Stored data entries
>>>

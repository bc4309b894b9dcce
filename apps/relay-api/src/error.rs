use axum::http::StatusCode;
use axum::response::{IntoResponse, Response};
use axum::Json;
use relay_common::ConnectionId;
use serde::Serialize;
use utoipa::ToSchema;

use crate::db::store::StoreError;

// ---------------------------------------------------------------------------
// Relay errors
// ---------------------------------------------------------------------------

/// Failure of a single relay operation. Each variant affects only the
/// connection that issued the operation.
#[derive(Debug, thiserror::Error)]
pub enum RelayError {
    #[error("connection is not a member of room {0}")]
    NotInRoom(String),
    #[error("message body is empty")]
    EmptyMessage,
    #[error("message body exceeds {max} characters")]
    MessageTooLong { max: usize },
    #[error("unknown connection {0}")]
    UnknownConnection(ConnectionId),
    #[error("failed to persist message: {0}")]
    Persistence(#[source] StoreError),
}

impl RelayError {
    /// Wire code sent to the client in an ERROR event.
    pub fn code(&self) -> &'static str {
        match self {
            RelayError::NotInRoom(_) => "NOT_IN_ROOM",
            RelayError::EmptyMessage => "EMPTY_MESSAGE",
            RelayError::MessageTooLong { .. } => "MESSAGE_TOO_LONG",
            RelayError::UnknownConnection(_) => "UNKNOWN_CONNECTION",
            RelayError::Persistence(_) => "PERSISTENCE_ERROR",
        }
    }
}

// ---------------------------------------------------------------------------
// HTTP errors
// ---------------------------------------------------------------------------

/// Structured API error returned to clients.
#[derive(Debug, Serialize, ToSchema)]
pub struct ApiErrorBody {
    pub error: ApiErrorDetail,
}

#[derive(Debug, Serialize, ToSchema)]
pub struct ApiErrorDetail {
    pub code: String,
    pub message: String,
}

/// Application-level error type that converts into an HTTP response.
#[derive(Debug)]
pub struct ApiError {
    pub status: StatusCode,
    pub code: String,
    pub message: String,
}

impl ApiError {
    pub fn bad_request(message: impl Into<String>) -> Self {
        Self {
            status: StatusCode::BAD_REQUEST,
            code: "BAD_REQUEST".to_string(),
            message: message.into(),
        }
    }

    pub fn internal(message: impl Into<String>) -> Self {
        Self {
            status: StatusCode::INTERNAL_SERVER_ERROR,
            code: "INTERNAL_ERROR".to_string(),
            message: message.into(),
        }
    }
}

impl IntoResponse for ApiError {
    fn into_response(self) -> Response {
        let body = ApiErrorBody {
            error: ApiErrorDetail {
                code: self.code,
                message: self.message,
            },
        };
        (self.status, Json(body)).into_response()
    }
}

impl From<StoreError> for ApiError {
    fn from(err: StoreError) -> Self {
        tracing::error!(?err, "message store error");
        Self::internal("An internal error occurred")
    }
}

<<<
>>>

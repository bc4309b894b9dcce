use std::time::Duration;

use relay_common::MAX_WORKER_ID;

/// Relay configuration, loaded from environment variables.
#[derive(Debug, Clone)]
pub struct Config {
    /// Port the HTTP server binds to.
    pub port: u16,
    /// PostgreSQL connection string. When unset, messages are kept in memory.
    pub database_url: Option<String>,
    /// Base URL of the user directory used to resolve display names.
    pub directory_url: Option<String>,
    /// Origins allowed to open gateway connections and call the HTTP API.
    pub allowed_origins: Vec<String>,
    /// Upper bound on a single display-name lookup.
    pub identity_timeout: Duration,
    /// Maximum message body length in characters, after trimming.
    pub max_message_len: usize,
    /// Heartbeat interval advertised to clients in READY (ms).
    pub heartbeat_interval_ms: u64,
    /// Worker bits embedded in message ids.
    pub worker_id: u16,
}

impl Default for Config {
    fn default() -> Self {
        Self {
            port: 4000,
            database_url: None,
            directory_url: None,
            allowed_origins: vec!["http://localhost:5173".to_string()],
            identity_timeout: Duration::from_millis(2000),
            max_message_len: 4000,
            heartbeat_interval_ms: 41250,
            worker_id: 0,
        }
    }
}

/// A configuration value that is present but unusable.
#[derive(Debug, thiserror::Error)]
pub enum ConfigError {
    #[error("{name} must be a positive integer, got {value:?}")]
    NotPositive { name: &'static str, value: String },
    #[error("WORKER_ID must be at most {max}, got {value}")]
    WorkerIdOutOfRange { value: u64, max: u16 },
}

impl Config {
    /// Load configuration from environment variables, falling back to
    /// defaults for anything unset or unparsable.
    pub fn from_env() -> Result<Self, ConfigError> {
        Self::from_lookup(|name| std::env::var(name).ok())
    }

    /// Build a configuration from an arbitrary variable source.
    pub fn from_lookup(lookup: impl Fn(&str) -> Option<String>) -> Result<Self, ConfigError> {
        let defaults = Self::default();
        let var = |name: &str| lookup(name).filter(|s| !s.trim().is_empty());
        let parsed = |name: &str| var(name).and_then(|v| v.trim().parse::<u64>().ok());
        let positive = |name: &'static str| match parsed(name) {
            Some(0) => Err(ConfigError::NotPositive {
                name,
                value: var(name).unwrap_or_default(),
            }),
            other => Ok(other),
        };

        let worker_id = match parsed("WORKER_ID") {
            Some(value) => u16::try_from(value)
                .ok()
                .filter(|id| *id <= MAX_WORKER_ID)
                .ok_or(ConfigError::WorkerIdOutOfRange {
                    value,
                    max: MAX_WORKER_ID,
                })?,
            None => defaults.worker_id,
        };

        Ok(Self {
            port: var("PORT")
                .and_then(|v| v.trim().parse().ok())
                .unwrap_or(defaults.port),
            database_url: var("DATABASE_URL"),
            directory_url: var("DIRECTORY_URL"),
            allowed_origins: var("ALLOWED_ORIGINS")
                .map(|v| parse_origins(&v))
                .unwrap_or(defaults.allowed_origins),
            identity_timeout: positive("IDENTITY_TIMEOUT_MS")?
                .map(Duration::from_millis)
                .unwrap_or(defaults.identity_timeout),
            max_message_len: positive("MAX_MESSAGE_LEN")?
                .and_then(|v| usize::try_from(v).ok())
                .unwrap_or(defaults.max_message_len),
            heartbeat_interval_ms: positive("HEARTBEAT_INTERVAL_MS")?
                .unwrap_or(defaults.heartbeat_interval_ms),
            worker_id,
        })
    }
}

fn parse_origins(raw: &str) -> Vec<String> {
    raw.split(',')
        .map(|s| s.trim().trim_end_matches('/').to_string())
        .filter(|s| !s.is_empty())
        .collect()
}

<<<
>>>

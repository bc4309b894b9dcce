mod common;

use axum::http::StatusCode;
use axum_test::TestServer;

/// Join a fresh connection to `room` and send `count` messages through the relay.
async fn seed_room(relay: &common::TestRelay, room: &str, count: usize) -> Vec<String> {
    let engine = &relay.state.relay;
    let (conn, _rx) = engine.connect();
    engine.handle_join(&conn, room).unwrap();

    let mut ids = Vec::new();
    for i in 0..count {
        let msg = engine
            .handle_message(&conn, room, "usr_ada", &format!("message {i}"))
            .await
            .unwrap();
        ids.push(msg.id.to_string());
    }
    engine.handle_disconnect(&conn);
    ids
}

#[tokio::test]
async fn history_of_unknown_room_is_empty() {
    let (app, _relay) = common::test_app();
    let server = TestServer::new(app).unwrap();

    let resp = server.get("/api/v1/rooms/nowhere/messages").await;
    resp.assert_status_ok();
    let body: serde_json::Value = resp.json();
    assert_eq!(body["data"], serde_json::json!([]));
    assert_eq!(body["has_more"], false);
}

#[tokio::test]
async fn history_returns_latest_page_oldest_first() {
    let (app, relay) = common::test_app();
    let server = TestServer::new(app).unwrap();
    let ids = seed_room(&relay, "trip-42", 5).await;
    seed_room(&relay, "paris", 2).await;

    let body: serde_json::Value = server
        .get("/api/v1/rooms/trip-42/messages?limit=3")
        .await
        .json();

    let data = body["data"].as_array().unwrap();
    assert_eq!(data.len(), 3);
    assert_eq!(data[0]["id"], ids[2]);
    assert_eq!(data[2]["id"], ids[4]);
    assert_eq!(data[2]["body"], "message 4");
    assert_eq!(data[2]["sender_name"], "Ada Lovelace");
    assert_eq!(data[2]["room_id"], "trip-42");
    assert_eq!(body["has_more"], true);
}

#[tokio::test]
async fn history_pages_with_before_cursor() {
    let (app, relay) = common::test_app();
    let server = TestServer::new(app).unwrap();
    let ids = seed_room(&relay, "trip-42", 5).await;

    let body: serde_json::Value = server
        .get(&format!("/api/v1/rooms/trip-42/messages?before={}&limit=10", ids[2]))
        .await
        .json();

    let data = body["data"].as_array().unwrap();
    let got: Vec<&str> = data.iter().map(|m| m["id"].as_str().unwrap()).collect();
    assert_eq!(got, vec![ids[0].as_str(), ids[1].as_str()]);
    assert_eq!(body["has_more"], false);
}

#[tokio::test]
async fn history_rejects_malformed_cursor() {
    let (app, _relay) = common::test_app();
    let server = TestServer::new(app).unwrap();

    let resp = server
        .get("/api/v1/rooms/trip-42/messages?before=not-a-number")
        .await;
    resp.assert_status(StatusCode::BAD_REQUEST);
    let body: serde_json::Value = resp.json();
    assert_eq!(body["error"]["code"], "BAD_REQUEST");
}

<<<

Show all lines in the records above that hold "WorkerIdOutOfRange".

    WorkerIdOutOfRange { value: u64, max: u16 },
                .ok_or(ConfigError::WorkerIdOutOfRange {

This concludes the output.